Why this should be so is often unclear. Many CFD practitioners know it to be true while also not fully appreciating the underlying reasons. That’s why we wrote Preparing Geometry Models for Mesh Generation and CFD, a 20-page paper that’s freely available on our website.

A computational geometry model is an idealized mathematical representation of an object’s shape. It is a model used for generating a mesh in precisely the same sense that a turbulence model is used for solving the Reynolds-Averaged Navier-Stokes equations. Both models are useful approximations of reality. Not all geometry models are the same, even those purportedly of the same object.

That’s how the Geometry Modeling Fundamentals section of the paper begins. The parallel drawn between geometry models and turbulence models is more than just hyperbole. Geometry models are as vexing to mesh generation as turbulence models are to CFD.

Geometry model suitability is not just a process-oriented efficiency issue. Geometry should be considered a first-order effect on the CFD solution’s accuracy. If the shape of the object is not modeled accurately, the usefulness of the simulation result is unclear at best and completely misleading at worst.

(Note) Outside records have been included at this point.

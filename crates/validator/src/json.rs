//! JSON documents as validation input.
//!
//! A JSON object is a [`Record`] whose keys are its field names, so
//! untyped payloads go through the same walker as Rust structs:
//!
//! ```
//! use strata_validator::prelude::*;
//! use serde_json::json;
//!
//! let mut validator = Validator::new();
//! validator.register("Items[].Qty", min(0.0));
//!
//! let doc = json!({ "Items": [{ "Qty": 1 }, { "Qty": -1 }] });
//! let errors = validator.validate_all(&doc);
//! assert_eq!(errors.to_string(), "Items[1].Qty: value must be greater than or equal to 0");
//! ```
//!
//! `null` inspects as [`Value::Absent`]. Object members are visited in the
//! map's iteration order (sorted by key unless serde_json's
//! `preserve_order` feature is enabled).
//!
//! Every object is a record, including one used as a dictionary. Its members
//! render as field segments (`Contacts.home.City`, never `Contacts[home].City`)
//! and `[]` wildcard patterns only match array elements. To get keyed paths,
//! deserialize the dictionary into a `HashMap` or `BTreeMap` and validate
//! that instead.

use serde_json::{Map, Number, Value as JsonValue};

use crate::foundation::{Field, Inspect, Record, Value};

impl Record for Map<String, JsonValue> {
    fn type_name(&self) -> &str {
        "object"
    }

    fn fields(&self) -> Vec<Field<'_>> {
        self.iter()
            .map(|(name, value)| Field::new(name, value.inspect()))
            .collect()
    }

    fn field(&self, name: &str) -> Option<Value<'_>> {
        self.get(name).map(Inspect::inspect)
    }
}

impl Inspect for Map<String, JsonValue> {
    fn inspect(&self) -> Value<'_> {
        Value::Record(self)
    }
}

impl Inspect for JsonValue {
    fn inspect(&self) -> Value<'_> {
        match self {
            JsonValue::Null => Value::Absent,
            JsonValue::Bool(b) => Value::Bool(*b),
            JsonValue::Number(n) => number(n),
            JsonValue::String(s) => Value::Str(s),
            JsonValue::Array(items) => Value::Seq(items.iter().map(Inspect::inspect).collect()),
            JsonValue::Object(map) => Value::Record(map),
        }
    }
}

fn number(n: &Number) -> Value<'static> {
    if let Some(i) = n.as_i64() {
        Value::Int(i)
    } else if let Some(u) = n.as_u64() {
        Value::UInt(u)
    } else {
        n.as_f64().map_or(Value::Absent, Value::Float)
    }
}

#[cfg(test)]
mod tests {
    use super::*;
    use crate::foundation::ValueKind;
    use pretty_assertions::assert_eq;
    use serde_json::json;

    #[test]
    fn scalars() {
        assert_eq!(json!(null).inspect(), Value::Absent);
        assert_eq!(json!(true).inspect(), Value::Bool(true));
        assert_eq!(json!(-3).inspect(), Value::Int(-3));
        assert_eq!(json!(u64::MAX).inspect(), Value::UInt(u64::MAX));
        assert_eq!(json!(1.5).inspect(), Value::Float(1.5));
        assert_eq!(json!("x").inspect(), Value::Str("x"));
    }

    #[test]
    fn arrays_are_sequences() {
        let doc = json!([1, "a", null]);
        assert_eq!(
            doc.inspect(),
            Value::Seq(vec![Value::Int(1), Value::Str("a"), Value::Absent])
        );
    }

    #[test]
    fn objects_are_records() {
        let doc = json!({ "Name": "Ada", "Age": 36 });
        let value = doc.inspect();
        assert_eq!(value.kind(), ValueKind::Record);

        let record = value.as_record().expect("object is a record");
        assert_eq!(record.type_name(), "object");
        assert_eq!(record.field("Age"), Some(Value::Int(36)));
        assert_eq!(record.field("Missing"), None);

        let names: Vec<&str> = record.fields().iter().map(|f| f.name).collect();
        assert_eq!(names, ["Age", "Name"]);
    }
}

This geometry model exhibits typical challenges for meshing; in particular, several surfaces didn’t import properly. (This is the geometry model of a UAV from the meshing contest at the 22nd International Meshing Roundtable. For more details on meshing this particular geometry model see the article on our website.

Here’s the paper’s table of contents so you know what the paper includes.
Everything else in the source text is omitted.